1. Architecture Proposal
Executive summary
This document presents a pragmatic approach to protecting customer Personally Identifiable Information (PII), designed for a retail/e-commerce business with over one million customer records, focused on preventing data leaks and tracing their source when incidents occur.
Unlike building a full PII Vault (costly, high-risk, long timeline) or buying a commercial product (license cost, vendor lock-in), this hybrid approach leverages the database’s built-in security features (encryption, masking, access control) and adds a centralized audit and access-control layer to address the core pain point: today nobody knows who read which customer’s data, when, and why.
The problem
Three observed symptoms share one root cause:
- Exposed and scattered data: PII (name, phone, email, address) stored in plaintext, scattered across CRM, order DB, logs, manual Excel exports, backups, partner services.
- No access log: When a leak occurs, there is no evidence to identify the source.

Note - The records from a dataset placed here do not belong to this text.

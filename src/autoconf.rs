//! Endpoint auto-selection.
//!
//! Given an endpoint descriptor a function driver would like to use, find
//! an unclaimed hardware endpoint whose capabilities can carry it, claim
//! it, and fill the hardware address back into the descriptor. This keeps
//! function drivers portable across controllers with very different
//! endpoint layouts.

use crate::endpoint::{
    EndpointAddress, EndpointDescriptor, SsCompanionDescriptor, UsbEndpoint,
};
use crate::gadget::UsbGadget;
use crate::udc::{EndpointOps, UdcCore};

/// Whether `ep`'s capabilities can carry a transfer described by `desc`
/// (and `comp` for stream/burst demands).
///
/// An endpoint that is already claimed or enabled never matches.
pub fn ep_matches<E: EndpointOps>(
    ep: &UsbEndpoint<E>,
    desc: &EndpointDescriptor,
    comp: Option<&SsCompanionDescriptor>,
) -> bool {
    if ep.is_claimed() || ep.is_enabled() {
        return false;
    }

    if !ep.caps().supports_type(desc.ep_type)
        || !ep.caps().supports_dir(desc.address.direction())
    {
        return false;
    }

    let maxpacket = desc.max_packet();
    if maxpacket == 0 || maxpacket > ep.maxpacket_limit() {
        return false;
    }

    if let Some(comp) = comp {
        if comp.max_streams > ep.max_streams() {
            return false;
        }

        if comp.max_burst > 0 && ep.maxburst() == 0 {
            return false;
        }
    }

    true
}

impl<U: UdcCore> UsbGadget<U> {
    /// Selects and claims an unclaimed endpoint compatible with `desc`.
    ///
    /// On success the descriptor's address is rewritten to the selected
    /// hardware endpoint's number, keeping the direction the descriptor
    /// asked for, and the endpoint is marked claimed so later calls skip
    /// it. Returns `None` when no capable endpoint remains.
    pub fn ep_autoconfig(
        &mut self,
        desc: &mut EndpointDescriptor,
    ) -> Option<&mut UsbEndpoint<U::EndpointOps>> {
        self.ep_autoconfig_ss(desc, None)
    }

    /// Like [`ep_autoconfig`](UsbGadget::ep_autoconfig), but also honors a
    /// SuperSpeed companion descriptor's stream and burst demands.
    pub fn ep_autoconfig_ss(
        &mut self,
        desc: &mut EndpointDescriptor,
        comp: Option<&SsCompanionDescriptor>,
    ) -> Option<&mut UsbEndpoint<U::EndpointOps>> {
        let pos = self
            .eps()
            .iter()
            .position(|ep| ep_matches(ep, desc, comp))?;

        let ep = &mut self.eps_mut()[pos];
        desc.address = EndpointAddress::from_parts(ep.address().number(), desc.address.direction());
        ep.claim();

        Some(ep)
    }

    /// Returns a previously auto-selected endpoint to the unclaimed pool.
    pub fn ep_autoconfig_release(&mut self, addr: EndpointAddress) {
        if let Some(ep) = self.eps_mut().iter_mut().find(|ep| ep.address() == addr) {
            ep.release_claim();
        }
    }

    /// Releases every auto-selection on this gadget, for when a
    /// configuration is rebuilt from scratch.
    pub fn ep_autoconfig_reset(&mut self) {
        for ep in self.eps_mut() {
            ep.release_claim();
        }
    }
}
//! The callback contract between the core and a gadget (function) driver.

use crate::control::SetupPacket;
use crate::gadget::{UsbGadget, UsbSpeed};
use crate::udc::UdcCore;
use crate::Result;

/// A driver for the device function running on top of a gadget.
///
/// A driver binds exclusively to one gadget through
/// [`UsbGadget::bind_driver`]; the gadget stays bound until
/// [`UsbGadget::unbind_driver`]. After a successful bind the core delivers
/// bus-level events through the remaining callbacks.
///
/// Execution context matters: `setup`, `disconnect`, `suspend`, `resume`
/// and `reset` are delivered from the controller's event path, which on
/// real hardware runs with interrupts off. They must not block or sleep.
/// `bind` and `unbind` run in a context that is allowed to block, and
/// `unbind` is the only place guaranteed safe for releasing resources that
/// need blocking teardown.
pub trait GadgetDriver<U: UdcCore> {
    /// Short name of the function, for diagnostics.
    fn function(&self) -> &str;

    /// The highest speed this driver can handle.
    fn max_speed(&self) -> UsbSpeed;

    /// Called once when the driver is attached to the gadget.
    ///
    /// The driver examines capabilities, claims endpoints (usually through
    /// [`UsbGadget::ep_autoconfig`]) and stores its state with
    /// [`UsbGadget::set_driver_data`]. It must not depend on the device
    /// being connected yet. If the gadget is dual-role and acting as the
    /// B-peripheral, the driver has to include OTG descriptors in its
    /// configuration or fail the bind.
    fn bind(&mut self, gadget: &mut UsbGadget<U>) -> Result<()>;

    /// Called when the driver is detached. All driver-held resources must
    /// be released before returning. May block.
    fn unbind(&mut self, gadget: &mut UsbGadget<U>);

    /// Handles a control request the controller did not handle in
    /// hardware.
    ///
    /// The driver must queue exactly one response on the control endpoint,
    /// a zero-length one if there is nothing to say, or return an error to
    /// have the endpoint answer with a protocol stall.
    fn setup(&mut self, gadget: &mut UsbGadget<U>, ctrl: &SetupPacket) -> Result<()>;

    /// The host went away. Delivered after the controller has already
    /// stopped all transfers and the endpoint queues have drained with
    /// [`Shutdown`](crate::UsbError::Shutdown) completions.
    fn disconnect(&mut self, gadget: &mut UsbGadget<U>);

    /// The bus was suspended.
    fn suspend(&mut self, gadget: &mut UsbGadget<U>) {
        let _ = gadget;
    }

    /// The bus resumed from suspend.
    fn resume(&mut self, gadget: &mut UsbGadget<U>) {
        let _ = gadget;
    }

    /// The host issued a bus reset; the device is back at the Default
    /// state and will be enumerated again.
    fn reset(&mut self, gadget: &mut UsbGadget<U>);
}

Every investigation is “groping in the dark.”
- No purpose-based access control: Too many people and services can read almost everything; no record of why a record was accessed.
Legal implication: Decree 13/2023/ND-CP on personal data protection requires processing data for the correct purpose, with control and traceability. The lack of logs and access control makes compliance hard to demonstrate during audits.
Hybrid architecture overview
The solution has two complementary pillars.
Pillar A — DB-native + Masking (data layer)
- TDE (Transparent Data Encryption): encrypts all data at rest.
- Column / Field-level Encryption: encrypts sensitive columns with separately managed keys.
- Dynamic Data Masking: masks data by role at query time.
- Row-Level Security (RLS): restricts each role to rows in its scope.
Pillar B — Centralized Audit & Access-Control layer
The biggest differentiator. Every query touching PII is recorded by a central layer, leaving an immutable trail:
- Access gateway / Data Access Layer: apps read PII via a shared service instead of querying sensitive tables directly.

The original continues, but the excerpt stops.